# WHAT YOU SHOULD DO:
Write out every entry below word for word, leaving nothing out.

Segment Start: AVAILABLE DATA

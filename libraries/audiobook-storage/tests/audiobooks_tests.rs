//! Integration tests for the audiobooks slice


use audiobook_core::types::*;
use audiobook_core::AudiobookError;
use audiobook_storage::audiobooks;
use chrono::NaiveDate;
use test_helpers::*;

#[tokio::test]
async fn test_create_and_get_audiobook() {
    let test_db = TestDb::new().await;
    let pool = test_db.pool();

    let created = audiobooks::create(
        pool,
        CreateAudiobook {
            name: "Dune".to_string(),
            author: Some("Frank Herbert".to_string()),
            description: Some("Desert planet".to_string()),
            created_date: NaiveDate::from_ymd_opt(1965, 8, 1).unwrap(),
            thumbnail_position: ThumbnailPosition::point(25.0, 75.0),
        },
    )
    .await
    .unwrap();

    let loaded = audiobooks::get_by_id(pool, &created.id).await.unwrap().unwrap();
    assert_eq!(loaded.name, "Dune");
    assert_eq!(loaded.author.as_deref(), Some("Frank Herbert"));
    assert_eq!(loaded.created_date, NaiveDate::from_ymd_opt(1965, 8, 1).unwrap());
    assert_eq!(loaded.thumbnail_position, ThumbnailPosition::point(25.0, 75.0));
    assert_eq!(loaded.thumbnail_url, None);
    assert_eq!(loaded.track_count, 0);
}

#[tokio::test]
async fn test_get_all_newest_first_with_track_counts() {
    let test_db = TestDb::new().await;
    let pool = test_db.pool();

    let older = create_test_audiobook(pool, "Older").await;
    let newer = create_test_audiobook(pool, "Newer").await;
    create_test_track(pool, &older.id, "A", 1).await;
    create_test_track(pool, &older.id, "B", 2).await;

    let all = audiobooks::get_all(pool).await.unwrap();
    let summary: Vec<_> = all.iter().map(|a| (a.name.as_str(), a.track_count)).collect();
    assert_eq!(summary, vec![("Newer", 0), ("Older", 2)]);
    assert_eq!(all[0].id, newer.id);
}

#[tokio::test]
async fn test_update_keeps_thumbnail_unless_given() {
    let test_db = TestDb::new().await;
    let pool = test_db.pool();
    let book = create_test_audiobook(pool, "Dune").await;

    let with_thumb = audiobooks::update(
        pool,
        &book.id,
        UpdateAudiobook::thumbnail_only(&book, "https://cdn.example.com/thumb.jpg"),
    )
    .await
    .unwrap();
    assert_eq!(
        with_thumb.thumbnail_url.as_deref(),
        Some("https://cdn.example.com/thumb.jpg")
    );

    let renamed = audiobooks::update(
        pool,
        &book.id,
        UpdateAudiobook {
            name: "Dune Messiah".to_string(),
            author: None,
            description: None,
            created_date: book.created_date,
            thumbnail_position: ThumbnailPosition::Anchor(ThumbnailAnchor::Top),
            thumbnail_url: None,
        },
    )
    .await
    .unwrap();

    assert_eq!(renamed.name, "Dune Messiah");
    assert_eq!(renamed.author, None);
    assert_eq!(
        renamed.thumbnail_url.as_deref(),
        Some("https://cdn.example.com/thumb.jpg")
    );
    assert_eq!(
        renamed.thumbnail_position,
        ThumbnailPosition::Anchor(ThumbnailAnchor::Top)
    );
}

#[tokio::test]
async fn test_update_missing_audiobook() {
    let test_db = TestDb::new().await;
    let pool = test_db.pool();
    let book = create_test_audiobook(pool, "Dune").await;
    let missing = AudiobookId::new("missing");

    let result = audiobooks::update(pool, &missing, UpdateAudiobook::thumbnail_only(&book, "x")).await;
    assert!(matches!(result, Err(AudiobookError::AudiobookNotFound(_))));
}

#[tokio::test]
async fn test_delete_cascades_to_tracks() {
    let test_db = TestDb::new().await;
    let pool = test_db.pool();
    let book = create_test_audiobook(pool, "Dune").await;
    create_test_track(pool, &book.id, "A", 1).await;
    create_test_track(pool, &book.id, "B", 2).await;

    audiobooks::delete(pool, &book.id).await.unwrap();

    assert!(audiobooks::get_by_id(pool, &book.id).await.unwrap().is_none());
    assert!(track_names(pool, &book.id).await.is_empty());
    assert!(matches!(
        audiobooks::delete(pool, &book.id).await,
        Err(AudiobookError::AudiobookNotFound(_))
    ));
}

Segment End: AVAILABLE DATA

# TASK RESULT:
filename libraries/audiobook-storage/tests/audiobooks_tests.rs
//! Integration tests for the audiobooks slice


use audiobook_core::types::*;
use audiobook_core::AudiobookError;
use audiobook_storage::audiobooks;
use chrono::NaiveDate;
use test_helpers::*;

#[tokio::test]
async fn test_create_and_get_audiobook() {
    let test_db = TestDb::new().await;
    let pool = test_db.pool();

    let created = audiobooks::create(
        pool,
        CreateAudiobook {
            name: "Dune".to_string(),
            author: Some("Frank Herbert".to_string()),
            description: Some("Desert planet".to_string()),
            created_date: NaiveDate::from_ymd_opt(1965, 8, 1).unwrap(),
            thumbnail_position: ThumbnailPosition::point(25.0, 75.0),
        },
    )
    .await
    .unwrap();

    let loaded = audiobooks::get_by_id(pool, &created.id).await.unwrap().unwrap();
    assert_eq!(loaded.name, "Dune");
    assert_eq!(loaded.author.as_deref(), Some("Frank Herbert"));
    assert_eq!(loaded.created_date, NaiveDate::from_ymd_opt(1965, 8, 1).unwrap());
    assert_eq!(loaded.thumbnail_position, ThumbnailPosition::point(25.0, 75.0));
    assert_eq!(loaded.thumbnail_url, None);
    assert_eq!(loaded.track_count, 0);
}

#[tokio::test]
async fn test_get_all_newest_first_with_track_counts() {
    let test_db = TestDb::new().await;
    let pool = test_db.pool();

    let older = create_test_audiobook(pool, "Older").await;
    let newer = create_test_audiobook(pool, "Newer").await;
    create_test_track(pool, &older.id, "A", 1).await;
    create_test_track(pool, &older.id, "B", 2).await;

    let all = audiobooks::get_all(pool).await.unwrap();
    let summary: Vec<_> = all.iter().map(|a| (a.name.as_str(), a.track_count)).collect();
    assert_eq!(summary, vec![("Newer", 0), ("Older", 2)]);
    assert_eq!(all[0].id, newer.id);
}

#[tokio::test]
async fn test_update_keeps_thumbnail_unless_given() {
    let test_db = TestDb::new().await;
    let pool = test_db.pool();
    let book = create_test_audiobook(pool, "Dune").await;

    let with_thumb = audiobooks::update(
        pool,
        &book.id,
        UpdateAudiobook::thumbnail_only(&book, "https://cdn.example.com/thumb.jpg"),
    )
    .await
    .unwrap();
    assert_eq!(
        with_thumb.thumbnail_url.as_deref(),
        Some("https://cdn.example.com/thumb.jpg")
    );

    let renamed = audiobooks::update(
        pool,
        &book.id,
        UpdateAudiobook {
            name: "Dune Messiah".to_string(),
            author: None,
            description: None,
            created_date: book.created_date,
            thumbnail_position: ThumbnailPosition::Anchor(ThumbnailAnchor::Top),
            thumbnail_url: None,
        },
    )
    .await
    .unwrap();

    assert_eq!(renamed.name, "Dune Messiah");
    assert_eq!(renamed.author, None);
    assert_eq!(
        renamed.thumbnail_url.as_deref(),
        Some("https://cdn.example.com/thumb.jpg")
    );
    assert_eq!(
        renamed.thumbnail_position,
        ThumbnailPosition::Anchor(ThumbnailAnchor::Top)
    );
}

#[tokio::test]
async fn test_update_missing_audiobook() {
    let test_db = TestDb::new().await;
    let pool = test_db.pool();
    let book = create_test_audiobook(pool, "Dune").await;
    let missing = AudiobookId::new("missing");

    let result = audiobooks::update(pool, &missing, UpdateAudiobook::thumbnail_only(&book, "x")).await;
    assert!(matches!(result, Err(AudiobookError::AudiobookNotFound(_))));
}

#[tokio::test]
async fn test_delete_cascades_to_tracks() {
    let test_db = TestDb::new().await;
    let pool = test_db.pool();
    let book = create_test_audiobook(pool, "Dune").await;
    create_test_track(pool, &book.id, "A", 1).await;
    create_test_track(pool, &book.id, "B", 2).await;

    audiobooks::delete(pool, &book.id).await.unwrap();

    assert!(audiobooks::get_by_id(pool, &book.id).await.unwrap().is_none());
    assert!(track_names(pool, &book.id).await.is_empty());
    assert!(matches!(
        audiobooks::delete(pool, &book.id).await,
        Err(AudiobookError::AudiobookNotFound(_))
    ));
}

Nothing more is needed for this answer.